_Activity:_ Show each line of the records below where the word "NavigateOptions" occurs.

Extracted data: Begin

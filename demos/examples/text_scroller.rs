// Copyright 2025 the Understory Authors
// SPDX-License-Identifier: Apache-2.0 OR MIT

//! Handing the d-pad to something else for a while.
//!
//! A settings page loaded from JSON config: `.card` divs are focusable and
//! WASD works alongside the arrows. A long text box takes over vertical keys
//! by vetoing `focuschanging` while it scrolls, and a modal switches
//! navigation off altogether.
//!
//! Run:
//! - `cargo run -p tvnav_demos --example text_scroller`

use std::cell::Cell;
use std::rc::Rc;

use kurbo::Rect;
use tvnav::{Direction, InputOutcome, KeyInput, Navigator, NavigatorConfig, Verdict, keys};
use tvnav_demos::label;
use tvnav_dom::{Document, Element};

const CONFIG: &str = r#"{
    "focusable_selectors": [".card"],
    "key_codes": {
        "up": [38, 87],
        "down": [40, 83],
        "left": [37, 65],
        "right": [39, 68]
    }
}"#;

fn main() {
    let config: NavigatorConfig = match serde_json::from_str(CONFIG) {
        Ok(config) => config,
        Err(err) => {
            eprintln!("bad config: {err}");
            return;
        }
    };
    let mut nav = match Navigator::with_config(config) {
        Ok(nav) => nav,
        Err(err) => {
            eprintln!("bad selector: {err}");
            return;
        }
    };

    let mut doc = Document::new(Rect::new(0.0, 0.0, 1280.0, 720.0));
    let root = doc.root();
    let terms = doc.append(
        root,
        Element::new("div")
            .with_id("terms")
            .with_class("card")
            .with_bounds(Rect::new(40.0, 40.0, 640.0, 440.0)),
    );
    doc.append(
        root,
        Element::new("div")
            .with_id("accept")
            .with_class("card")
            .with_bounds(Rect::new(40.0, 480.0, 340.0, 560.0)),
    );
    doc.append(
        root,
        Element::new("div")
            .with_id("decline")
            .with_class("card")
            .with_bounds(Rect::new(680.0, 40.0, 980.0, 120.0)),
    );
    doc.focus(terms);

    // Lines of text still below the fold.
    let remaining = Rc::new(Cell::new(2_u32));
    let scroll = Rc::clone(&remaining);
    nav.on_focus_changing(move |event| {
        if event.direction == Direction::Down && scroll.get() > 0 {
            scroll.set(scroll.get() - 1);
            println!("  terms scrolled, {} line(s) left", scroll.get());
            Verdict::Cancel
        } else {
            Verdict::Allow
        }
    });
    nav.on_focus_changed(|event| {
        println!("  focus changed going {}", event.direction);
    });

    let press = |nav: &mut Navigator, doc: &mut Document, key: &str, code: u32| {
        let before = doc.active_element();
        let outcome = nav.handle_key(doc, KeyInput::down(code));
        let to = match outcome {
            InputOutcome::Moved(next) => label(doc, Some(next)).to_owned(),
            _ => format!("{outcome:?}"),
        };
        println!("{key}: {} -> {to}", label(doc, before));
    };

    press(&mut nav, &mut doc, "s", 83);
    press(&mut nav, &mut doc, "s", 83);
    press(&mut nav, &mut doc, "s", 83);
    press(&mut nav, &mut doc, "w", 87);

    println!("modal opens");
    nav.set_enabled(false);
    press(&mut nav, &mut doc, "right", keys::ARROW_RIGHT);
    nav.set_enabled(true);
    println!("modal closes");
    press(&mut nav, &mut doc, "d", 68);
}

Extracted data: End
Extracted data: Begin

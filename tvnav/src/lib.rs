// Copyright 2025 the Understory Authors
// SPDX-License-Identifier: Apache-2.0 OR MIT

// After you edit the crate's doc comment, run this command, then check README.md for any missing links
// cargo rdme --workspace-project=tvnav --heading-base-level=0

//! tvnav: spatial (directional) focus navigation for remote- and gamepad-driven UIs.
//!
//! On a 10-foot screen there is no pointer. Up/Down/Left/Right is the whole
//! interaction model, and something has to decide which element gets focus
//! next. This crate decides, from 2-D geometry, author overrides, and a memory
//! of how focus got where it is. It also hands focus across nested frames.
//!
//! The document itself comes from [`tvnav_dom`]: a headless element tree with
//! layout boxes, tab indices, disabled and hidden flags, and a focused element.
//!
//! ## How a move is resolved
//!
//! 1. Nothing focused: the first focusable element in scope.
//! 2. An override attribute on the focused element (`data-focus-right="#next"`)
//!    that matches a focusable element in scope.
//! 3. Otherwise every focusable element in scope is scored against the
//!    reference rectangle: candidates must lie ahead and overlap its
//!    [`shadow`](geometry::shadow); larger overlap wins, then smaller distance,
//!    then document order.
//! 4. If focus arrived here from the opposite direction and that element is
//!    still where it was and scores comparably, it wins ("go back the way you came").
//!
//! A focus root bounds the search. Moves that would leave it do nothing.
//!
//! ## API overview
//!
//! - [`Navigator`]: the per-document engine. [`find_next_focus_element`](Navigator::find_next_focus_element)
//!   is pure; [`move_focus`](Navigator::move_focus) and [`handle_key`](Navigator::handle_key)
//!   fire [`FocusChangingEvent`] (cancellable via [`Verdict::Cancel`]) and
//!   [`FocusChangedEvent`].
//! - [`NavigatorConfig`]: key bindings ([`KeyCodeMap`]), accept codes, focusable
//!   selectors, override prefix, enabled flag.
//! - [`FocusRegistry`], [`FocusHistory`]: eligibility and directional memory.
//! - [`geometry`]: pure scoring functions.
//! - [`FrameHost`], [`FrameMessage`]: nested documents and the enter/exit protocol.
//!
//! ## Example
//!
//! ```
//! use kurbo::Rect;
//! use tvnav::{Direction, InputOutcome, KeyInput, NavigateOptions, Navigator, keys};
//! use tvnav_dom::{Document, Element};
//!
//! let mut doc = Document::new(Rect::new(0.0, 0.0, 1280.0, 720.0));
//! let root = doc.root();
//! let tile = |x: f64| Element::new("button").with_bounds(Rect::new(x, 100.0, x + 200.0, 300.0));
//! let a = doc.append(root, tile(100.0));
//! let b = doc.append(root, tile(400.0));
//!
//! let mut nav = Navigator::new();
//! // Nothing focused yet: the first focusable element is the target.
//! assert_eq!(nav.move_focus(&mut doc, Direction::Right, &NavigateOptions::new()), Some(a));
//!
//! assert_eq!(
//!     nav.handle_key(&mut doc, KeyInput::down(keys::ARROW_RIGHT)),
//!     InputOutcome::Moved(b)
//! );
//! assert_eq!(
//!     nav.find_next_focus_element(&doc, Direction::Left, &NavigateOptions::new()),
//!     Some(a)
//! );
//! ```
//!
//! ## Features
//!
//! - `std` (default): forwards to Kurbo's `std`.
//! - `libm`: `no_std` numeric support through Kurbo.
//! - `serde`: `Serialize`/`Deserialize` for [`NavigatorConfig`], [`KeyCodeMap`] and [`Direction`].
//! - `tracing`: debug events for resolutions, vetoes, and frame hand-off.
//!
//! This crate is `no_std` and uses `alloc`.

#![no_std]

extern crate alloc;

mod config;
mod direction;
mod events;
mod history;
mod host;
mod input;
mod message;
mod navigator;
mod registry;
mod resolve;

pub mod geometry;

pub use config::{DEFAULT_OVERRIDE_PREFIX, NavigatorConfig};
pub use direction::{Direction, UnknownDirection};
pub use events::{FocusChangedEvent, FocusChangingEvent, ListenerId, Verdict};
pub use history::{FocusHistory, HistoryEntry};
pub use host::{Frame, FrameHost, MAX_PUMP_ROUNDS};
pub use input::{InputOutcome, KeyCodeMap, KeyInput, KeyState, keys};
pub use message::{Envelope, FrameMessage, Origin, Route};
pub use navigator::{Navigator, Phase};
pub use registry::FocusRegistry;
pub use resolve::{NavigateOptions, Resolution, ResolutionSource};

Extracted data: End
Extracted data: Begin

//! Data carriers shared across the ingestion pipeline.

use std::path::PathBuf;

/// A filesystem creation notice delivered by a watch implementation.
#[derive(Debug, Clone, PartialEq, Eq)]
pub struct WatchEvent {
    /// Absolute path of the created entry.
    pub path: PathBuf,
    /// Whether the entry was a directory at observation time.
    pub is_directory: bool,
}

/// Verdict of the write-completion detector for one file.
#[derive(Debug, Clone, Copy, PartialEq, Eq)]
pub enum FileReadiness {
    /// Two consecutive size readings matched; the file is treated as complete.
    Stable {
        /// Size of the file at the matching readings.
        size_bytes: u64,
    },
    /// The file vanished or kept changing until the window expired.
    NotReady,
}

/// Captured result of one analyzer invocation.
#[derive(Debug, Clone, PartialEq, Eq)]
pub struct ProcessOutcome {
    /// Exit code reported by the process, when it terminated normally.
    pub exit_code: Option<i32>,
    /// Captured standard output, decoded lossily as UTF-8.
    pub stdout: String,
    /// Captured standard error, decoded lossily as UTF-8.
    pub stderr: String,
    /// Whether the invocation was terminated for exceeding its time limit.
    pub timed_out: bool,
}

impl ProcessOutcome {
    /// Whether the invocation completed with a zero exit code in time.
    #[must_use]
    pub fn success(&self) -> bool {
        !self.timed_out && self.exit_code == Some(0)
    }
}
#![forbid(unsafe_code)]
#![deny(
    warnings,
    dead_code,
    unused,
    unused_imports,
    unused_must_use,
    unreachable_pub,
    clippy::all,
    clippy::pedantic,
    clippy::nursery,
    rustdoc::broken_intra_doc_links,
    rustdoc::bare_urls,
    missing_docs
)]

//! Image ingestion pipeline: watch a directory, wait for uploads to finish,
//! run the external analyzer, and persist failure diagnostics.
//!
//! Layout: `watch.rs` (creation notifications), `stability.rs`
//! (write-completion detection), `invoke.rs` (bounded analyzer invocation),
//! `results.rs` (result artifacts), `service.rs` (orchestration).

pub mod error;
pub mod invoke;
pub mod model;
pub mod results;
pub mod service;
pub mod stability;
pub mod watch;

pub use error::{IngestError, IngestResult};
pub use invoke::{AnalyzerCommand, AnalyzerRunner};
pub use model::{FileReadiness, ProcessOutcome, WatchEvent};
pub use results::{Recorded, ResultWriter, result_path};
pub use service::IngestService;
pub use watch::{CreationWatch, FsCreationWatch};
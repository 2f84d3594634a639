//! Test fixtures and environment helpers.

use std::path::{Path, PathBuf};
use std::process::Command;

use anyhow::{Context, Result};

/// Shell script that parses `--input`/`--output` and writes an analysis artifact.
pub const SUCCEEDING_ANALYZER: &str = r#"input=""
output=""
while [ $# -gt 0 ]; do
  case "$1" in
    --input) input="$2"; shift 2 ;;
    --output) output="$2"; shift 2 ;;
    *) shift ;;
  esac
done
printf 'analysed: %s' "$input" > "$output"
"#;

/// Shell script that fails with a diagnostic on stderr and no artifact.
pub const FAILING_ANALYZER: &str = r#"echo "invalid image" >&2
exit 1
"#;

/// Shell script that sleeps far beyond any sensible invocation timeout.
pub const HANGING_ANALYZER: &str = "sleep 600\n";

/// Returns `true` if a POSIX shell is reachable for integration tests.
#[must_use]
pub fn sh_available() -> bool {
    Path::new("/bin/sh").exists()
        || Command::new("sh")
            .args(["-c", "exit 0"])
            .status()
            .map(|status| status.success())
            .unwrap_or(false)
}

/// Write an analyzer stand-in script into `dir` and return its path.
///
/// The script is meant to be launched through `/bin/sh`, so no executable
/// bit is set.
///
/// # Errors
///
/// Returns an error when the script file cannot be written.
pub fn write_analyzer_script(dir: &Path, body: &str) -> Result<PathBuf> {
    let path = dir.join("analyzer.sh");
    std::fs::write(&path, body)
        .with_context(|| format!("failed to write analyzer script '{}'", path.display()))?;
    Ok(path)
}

Extracted data: End

_Result:_
//! use tvnav::{Direction, InputOutcome, KeyInput, NavigateOptions, Navigator, keys};
//! assert_eq!(nav.move_focus(&mut doc, Direction::Right, &NavigateOptions::new()), Some(a));
//!     nav.find_next_focus_element(&doc, Direction::Left, &NavigateOptions::new()),
pub use resolve::{NavigateOptions, Resolution, ResolutionSource};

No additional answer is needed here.